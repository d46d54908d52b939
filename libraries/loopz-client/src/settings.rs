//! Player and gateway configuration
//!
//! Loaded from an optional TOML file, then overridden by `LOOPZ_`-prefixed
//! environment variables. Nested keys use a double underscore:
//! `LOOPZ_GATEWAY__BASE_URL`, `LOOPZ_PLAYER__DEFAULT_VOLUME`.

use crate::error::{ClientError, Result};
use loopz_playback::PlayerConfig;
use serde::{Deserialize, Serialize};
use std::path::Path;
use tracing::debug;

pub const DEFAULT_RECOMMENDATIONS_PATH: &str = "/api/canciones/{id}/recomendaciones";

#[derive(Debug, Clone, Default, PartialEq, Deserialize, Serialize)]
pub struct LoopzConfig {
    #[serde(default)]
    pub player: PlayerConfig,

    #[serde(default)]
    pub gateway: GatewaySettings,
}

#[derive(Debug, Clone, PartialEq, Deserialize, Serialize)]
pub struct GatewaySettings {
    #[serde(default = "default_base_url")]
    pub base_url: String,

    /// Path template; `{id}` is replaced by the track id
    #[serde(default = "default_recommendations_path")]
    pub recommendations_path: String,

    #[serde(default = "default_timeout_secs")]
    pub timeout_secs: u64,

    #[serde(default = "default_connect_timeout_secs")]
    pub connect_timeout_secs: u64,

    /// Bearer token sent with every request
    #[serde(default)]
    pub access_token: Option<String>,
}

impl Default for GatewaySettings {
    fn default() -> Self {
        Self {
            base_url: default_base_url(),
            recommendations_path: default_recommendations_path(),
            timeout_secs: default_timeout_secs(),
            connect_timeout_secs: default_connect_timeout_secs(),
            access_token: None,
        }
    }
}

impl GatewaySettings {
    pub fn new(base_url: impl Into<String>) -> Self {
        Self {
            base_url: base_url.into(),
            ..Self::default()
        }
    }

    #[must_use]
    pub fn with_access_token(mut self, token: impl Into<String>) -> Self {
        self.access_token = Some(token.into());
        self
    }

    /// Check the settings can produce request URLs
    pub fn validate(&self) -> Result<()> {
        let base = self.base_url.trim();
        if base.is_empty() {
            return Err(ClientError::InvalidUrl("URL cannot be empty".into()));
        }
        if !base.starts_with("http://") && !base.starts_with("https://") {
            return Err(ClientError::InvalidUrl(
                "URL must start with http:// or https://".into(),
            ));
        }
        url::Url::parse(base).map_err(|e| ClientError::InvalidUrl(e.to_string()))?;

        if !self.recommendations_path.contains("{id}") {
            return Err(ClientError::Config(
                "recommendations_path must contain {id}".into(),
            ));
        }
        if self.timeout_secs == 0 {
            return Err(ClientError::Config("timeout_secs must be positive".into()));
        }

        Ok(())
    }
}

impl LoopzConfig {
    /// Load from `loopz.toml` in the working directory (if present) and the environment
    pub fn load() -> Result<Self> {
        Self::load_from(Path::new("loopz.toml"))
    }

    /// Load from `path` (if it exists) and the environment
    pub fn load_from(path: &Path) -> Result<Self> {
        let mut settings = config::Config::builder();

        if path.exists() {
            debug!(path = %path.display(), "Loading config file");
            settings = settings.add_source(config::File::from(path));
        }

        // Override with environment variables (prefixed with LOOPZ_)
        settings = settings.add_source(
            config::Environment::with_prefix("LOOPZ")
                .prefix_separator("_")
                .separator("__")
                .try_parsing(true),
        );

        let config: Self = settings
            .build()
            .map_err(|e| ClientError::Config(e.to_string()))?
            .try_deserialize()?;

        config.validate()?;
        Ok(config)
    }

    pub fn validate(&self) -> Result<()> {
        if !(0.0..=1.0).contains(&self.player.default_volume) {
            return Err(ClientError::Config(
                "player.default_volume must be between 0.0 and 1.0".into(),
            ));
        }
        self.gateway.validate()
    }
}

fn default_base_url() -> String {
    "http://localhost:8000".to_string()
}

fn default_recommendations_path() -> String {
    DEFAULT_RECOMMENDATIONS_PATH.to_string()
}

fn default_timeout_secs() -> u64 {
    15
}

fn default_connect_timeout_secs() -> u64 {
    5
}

__________

■ **What to work on**:
Exactly as written, reproduce the lines of the data above from the first line through the line where "environment variables. Nested" appears.

■ **Response area**:
repository d46d54908d52b939
filename libraries/loopz-client/src/settings.rs
//! Player and gateway configuration
//!
//! Loaded from an optional TOML file, then overridden by `LOOPZ_`-prefixed
//! environment variables. Nested keys use a double underscore:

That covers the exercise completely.